INSTRUCTIONS TO FOLLOW: What is the number of lines in these entries that include "localhost"? Write that number and no other text.

- Opening Delimiter -

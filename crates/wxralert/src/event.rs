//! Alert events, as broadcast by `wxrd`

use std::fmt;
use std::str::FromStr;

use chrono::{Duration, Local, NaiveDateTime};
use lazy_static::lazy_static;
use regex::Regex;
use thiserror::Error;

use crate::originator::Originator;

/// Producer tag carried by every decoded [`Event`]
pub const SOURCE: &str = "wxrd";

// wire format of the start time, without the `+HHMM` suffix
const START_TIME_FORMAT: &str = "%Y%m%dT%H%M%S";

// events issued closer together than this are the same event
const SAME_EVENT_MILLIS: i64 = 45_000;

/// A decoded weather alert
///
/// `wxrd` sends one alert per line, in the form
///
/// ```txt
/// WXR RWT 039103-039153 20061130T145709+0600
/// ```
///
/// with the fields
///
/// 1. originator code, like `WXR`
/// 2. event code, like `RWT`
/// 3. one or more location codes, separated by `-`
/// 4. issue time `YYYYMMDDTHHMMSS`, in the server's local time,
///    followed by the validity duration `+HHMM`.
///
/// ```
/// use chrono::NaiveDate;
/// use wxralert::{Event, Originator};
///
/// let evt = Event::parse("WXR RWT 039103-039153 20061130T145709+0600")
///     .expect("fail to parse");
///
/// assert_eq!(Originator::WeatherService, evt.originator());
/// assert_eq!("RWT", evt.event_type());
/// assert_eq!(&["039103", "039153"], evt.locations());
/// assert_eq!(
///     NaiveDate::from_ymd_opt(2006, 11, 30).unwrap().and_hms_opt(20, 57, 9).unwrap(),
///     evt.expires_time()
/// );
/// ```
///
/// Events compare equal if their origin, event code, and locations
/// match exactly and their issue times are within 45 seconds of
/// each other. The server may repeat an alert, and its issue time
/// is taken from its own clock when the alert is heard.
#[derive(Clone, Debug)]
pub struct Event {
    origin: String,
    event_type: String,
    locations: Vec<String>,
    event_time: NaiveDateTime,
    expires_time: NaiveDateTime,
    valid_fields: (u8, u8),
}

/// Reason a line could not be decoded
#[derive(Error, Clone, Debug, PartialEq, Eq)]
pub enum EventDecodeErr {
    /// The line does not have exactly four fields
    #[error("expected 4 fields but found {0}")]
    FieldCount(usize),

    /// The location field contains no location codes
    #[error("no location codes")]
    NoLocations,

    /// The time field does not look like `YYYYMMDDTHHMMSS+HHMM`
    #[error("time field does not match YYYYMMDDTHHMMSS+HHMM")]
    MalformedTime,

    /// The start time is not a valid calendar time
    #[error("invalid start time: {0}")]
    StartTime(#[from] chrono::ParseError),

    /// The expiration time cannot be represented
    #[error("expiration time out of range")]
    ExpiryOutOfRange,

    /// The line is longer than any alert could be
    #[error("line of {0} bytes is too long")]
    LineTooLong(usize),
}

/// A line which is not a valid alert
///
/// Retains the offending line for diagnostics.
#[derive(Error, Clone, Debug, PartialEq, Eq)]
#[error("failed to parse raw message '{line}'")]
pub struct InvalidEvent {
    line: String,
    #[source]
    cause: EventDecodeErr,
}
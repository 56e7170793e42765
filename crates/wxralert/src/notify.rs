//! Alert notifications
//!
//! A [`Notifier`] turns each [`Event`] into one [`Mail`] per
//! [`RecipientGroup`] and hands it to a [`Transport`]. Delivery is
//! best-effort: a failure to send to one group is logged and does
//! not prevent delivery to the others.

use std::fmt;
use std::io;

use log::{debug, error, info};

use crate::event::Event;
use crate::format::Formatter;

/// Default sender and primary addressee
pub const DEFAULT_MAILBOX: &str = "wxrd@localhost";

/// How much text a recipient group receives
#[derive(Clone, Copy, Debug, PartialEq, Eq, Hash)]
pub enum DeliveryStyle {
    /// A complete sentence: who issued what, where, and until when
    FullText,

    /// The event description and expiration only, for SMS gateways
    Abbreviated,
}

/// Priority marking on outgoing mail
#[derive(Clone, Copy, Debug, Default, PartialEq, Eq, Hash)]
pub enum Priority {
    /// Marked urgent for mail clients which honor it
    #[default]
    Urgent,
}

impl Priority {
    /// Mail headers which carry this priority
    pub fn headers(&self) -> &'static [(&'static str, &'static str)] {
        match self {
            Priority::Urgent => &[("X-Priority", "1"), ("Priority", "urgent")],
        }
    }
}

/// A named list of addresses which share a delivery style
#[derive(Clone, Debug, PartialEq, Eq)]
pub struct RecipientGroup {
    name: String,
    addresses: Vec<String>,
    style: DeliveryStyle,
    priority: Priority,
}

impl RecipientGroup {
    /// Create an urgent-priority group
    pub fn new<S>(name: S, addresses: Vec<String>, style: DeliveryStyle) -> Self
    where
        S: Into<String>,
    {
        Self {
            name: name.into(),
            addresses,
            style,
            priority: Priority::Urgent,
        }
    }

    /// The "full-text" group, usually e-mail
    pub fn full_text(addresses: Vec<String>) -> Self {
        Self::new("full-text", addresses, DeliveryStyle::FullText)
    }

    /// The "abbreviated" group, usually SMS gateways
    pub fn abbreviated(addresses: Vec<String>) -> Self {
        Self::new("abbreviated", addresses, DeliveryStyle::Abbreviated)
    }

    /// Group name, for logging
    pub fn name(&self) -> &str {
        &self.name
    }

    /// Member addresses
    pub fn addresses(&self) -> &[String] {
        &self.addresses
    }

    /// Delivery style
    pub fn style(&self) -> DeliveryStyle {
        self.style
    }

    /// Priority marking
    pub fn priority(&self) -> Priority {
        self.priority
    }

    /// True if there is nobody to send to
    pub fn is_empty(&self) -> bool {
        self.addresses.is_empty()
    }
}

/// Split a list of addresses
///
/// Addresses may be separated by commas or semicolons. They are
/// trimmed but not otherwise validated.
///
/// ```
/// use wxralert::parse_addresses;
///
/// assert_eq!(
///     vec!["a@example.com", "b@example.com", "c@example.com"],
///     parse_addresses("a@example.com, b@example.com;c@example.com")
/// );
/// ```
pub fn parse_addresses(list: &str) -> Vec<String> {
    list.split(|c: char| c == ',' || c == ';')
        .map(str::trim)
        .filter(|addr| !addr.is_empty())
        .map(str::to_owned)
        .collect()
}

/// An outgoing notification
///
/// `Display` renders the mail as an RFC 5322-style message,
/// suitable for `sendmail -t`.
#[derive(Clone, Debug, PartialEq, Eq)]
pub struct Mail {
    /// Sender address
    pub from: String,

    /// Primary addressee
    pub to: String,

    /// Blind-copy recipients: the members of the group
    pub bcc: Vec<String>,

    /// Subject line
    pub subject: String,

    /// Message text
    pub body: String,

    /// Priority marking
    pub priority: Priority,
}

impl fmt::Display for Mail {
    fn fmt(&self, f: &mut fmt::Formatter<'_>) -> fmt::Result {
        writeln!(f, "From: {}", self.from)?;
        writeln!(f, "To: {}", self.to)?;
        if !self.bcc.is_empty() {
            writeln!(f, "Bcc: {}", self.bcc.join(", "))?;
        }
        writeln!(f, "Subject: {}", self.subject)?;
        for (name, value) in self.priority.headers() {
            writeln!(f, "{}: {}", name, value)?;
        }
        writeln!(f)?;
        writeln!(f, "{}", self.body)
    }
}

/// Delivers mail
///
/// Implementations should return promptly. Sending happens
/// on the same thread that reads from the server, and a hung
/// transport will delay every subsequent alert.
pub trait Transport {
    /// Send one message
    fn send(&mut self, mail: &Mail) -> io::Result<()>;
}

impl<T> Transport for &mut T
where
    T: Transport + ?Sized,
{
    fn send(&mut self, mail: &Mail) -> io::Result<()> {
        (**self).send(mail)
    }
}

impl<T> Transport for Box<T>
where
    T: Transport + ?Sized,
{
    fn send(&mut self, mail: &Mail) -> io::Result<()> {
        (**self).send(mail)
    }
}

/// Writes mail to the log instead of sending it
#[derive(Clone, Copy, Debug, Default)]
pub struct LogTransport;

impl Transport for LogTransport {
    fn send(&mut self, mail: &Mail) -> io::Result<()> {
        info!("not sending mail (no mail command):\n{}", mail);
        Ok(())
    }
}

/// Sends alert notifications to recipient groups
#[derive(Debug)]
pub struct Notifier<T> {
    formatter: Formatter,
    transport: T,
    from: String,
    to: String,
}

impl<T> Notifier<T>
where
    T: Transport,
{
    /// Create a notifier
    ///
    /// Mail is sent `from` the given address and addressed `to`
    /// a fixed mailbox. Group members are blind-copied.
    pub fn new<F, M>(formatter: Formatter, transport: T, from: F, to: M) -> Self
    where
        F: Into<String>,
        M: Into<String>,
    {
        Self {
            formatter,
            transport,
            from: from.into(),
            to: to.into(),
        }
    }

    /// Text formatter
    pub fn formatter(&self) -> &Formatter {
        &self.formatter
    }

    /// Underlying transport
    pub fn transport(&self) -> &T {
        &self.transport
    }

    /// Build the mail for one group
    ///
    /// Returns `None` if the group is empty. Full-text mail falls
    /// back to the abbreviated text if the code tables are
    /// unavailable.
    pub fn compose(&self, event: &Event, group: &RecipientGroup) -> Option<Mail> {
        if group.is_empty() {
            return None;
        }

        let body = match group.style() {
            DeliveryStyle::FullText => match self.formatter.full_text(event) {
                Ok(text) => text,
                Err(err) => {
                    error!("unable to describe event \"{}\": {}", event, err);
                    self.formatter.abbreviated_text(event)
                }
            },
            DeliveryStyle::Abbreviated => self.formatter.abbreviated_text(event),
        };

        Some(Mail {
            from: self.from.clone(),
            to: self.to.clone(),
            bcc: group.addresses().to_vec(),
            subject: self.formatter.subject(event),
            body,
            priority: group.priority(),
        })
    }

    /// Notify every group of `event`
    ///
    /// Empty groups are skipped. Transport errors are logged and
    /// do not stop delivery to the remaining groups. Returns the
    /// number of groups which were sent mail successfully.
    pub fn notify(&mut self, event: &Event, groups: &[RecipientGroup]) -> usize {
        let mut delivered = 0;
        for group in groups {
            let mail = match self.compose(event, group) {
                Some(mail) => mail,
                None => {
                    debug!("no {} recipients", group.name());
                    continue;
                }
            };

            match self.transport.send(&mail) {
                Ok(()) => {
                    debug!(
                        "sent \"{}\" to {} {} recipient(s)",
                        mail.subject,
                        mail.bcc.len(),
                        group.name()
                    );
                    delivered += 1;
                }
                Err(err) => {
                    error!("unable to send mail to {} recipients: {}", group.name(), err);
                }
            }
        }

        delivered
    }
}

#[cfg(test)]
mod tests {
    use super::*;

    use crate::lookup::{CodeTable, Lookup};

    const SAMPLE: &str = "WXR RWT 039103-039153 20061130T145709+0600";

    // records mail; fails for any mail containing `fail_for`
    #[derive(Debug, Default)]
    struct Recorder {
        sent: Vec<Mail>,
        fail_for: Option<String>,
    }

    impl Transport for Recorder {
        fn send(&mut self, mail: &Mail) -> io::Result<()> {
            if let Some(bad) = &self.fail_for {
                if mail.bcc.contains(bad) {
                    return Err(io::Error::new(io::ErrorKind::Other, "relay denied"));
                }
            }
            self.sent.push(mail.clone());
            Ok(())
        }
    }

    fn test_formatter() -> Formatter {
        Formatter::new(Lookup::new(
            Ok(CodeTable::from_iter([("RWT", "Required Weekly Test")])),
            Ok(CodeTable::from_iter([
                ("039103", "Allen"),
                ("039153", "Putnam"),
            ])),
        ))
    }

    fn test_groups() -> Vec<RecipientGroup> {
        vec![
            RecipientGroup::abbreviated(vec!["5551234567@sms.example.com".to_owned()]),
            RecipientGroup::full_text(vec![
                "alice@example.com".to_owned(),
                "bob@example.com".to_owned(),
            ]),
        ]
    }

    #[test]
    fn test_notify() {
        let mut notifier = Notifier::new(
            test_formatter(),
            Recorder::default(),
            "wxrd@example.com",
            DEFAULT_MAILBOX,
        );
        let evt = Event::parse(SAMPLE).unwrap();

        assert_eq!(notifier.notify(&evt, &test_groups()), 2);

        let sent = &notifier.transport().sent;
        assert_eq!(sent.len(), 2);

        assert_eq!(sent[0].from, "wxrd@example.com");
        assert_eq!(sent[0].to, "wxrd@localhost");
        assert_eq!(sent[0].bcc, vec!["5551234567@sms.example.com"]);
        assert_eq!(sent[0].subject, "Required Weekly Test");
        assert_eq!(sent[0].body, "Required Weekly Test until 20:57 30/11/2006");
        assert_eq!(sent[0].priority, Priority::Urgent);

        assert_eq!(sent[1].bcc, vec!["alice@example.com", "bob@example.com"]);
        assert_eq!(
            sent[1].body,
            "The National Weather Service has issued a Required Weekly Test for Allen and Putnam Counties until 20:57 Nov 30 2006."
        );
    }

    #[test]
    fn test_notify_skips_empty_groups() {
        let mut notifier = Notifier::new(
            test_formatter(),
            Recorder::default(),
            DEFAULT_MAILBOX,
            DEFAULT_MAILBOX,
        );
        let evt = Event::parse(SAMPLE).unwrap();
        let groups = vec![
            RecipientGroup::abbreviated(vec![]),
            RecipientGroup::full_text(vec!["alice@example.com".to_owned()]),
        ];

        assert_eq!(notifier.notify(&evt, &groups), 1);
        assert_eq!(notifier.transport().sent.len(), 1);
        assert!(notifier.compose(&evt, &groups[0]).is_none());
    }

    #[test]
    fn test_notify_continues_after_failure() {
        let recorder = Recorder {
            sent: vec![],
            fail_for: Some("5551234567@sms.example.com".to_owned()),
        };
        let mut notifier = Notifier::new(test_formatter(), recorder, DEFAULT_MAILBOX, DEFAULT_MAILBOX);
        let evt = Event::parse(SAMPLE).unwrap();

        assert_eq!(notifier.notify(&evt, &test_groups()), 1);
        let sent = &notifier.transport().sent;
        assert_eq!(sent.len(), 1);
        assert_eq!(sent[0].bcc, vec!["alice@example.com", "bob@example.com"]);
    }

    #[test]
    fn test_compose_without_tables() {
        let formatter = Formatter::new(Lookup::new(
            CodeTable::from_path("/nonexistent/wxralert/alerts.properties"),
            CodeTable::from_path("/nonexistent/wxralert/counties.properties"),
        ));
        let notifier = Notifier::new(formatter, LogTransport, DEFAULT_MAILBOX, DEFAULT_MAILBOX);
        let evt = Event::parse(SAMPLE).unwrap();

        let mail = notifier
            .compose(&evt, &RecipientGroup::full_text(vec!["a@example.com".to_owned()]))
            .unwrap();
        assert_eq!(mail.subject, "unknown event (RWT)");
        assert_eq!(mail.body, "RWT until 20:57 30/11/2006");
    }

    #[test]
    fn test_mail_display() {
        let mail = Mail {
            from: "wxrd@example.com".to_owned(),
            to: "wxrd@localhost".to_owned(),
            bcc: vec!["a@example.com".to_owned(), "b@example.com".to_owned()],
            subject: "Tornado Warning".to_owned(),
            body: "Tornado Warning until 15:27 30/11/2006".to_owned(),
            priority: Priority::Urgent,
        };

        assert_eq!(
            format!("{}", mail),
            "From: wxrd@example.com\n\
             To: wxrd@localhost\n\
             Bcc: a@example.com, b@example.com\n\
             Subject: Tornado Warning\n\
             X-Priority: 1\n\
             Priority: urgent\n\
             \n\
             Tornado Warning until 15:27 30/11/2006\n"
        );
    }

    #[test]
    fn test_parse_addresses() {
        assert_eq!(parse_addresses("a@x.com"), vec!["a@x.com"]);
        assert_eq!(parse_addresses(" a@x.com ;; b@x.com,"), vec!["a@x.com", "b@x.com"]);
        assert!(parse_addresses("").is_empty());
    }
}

- Closing Delimiter -

SOLUTION BELOW: 4